[Task instructions] Set down, word for word, the stretch of lines from the one containing "pub struct FormattedEntry" to the end of the records below.

[Exercise material]
□ □ □

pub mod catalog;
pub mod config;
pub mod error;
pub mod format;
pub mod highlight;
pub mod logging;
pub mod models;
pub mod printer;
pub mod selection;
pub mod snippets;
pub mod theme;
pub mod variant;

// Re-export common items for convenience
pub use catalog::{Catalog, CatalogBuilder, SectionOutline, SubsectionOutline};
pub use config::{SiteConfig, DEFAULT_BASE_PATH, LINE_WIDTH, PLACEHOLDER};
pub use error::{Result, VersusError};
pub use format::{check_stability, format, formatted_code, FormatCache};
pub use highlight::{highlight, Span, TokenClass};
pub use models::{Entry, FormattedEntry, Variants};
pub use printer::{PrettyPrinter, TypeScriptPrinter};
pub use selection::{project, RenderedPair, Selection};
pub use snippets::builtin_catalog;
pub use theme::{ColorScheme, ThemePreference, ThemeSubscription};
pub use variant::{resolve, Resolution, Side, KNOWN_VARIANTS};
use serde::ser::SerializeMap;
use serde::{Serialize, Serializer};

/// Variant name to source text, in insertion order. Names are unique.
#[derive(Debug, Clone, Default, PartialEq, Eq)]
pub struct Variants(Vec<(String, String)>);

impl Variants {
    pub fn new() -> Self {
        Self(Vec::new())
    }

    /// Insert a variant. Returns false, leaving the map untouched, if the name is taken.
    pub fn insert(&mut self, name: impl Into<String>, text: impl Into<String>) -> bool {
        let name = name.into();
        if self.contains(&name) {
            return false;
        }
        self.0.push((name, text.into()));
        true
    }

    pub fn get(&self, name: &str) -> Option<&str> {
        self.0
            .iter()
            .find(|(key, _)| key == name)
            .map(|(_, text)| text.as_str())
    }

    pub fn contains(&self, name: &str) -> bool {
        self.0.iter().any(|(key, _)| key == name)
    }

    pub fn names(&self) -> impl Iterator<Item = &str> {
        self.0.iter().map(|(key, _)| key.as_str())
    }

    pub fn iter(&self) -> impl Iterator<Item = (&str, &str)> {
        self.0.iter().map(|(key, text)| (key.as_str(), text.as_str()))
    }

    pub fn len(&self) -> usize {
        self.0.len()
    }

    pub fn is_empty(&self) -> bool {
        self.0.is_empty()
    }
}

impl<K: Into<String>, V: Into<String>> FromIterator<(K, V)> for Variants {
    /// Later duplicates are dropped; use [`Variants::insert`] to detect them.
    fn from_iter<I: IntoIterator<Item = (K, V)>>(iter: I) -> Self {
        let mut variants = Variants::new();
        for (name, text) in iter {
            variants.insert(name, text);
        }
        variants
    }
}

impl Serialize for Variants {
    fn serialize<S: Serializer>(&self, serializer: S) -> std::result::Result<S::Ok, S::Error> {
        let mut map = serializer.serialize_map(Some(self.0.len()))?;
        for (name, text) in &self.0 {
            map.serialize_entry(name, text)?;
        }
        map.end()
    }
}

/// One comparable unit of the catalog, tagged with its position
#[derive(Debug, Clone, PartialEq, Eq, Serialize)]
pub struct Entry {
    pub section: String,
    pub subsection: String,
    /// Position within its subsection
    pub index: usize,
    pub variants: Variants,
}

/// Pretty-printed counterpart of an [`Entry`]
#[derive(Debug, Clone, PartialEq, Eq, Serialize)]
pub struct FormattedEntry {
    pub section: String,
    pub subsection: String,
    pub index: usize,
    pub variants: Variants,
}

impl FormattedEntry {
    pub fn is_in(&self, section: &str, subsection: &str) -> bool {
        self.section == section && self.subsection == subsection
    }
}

□ □ □

[Task result]
pub struct FormattedEntry {
    pub section: String,
    pub subsection: String,
    pub index: usize,
    pub variants: Variants,
}

impl FormattedEntry {
    pub fn is_in(&self, section: &str, subsection: &str) -> bool {
        self.section == section && self.subsection == subsection
    }
}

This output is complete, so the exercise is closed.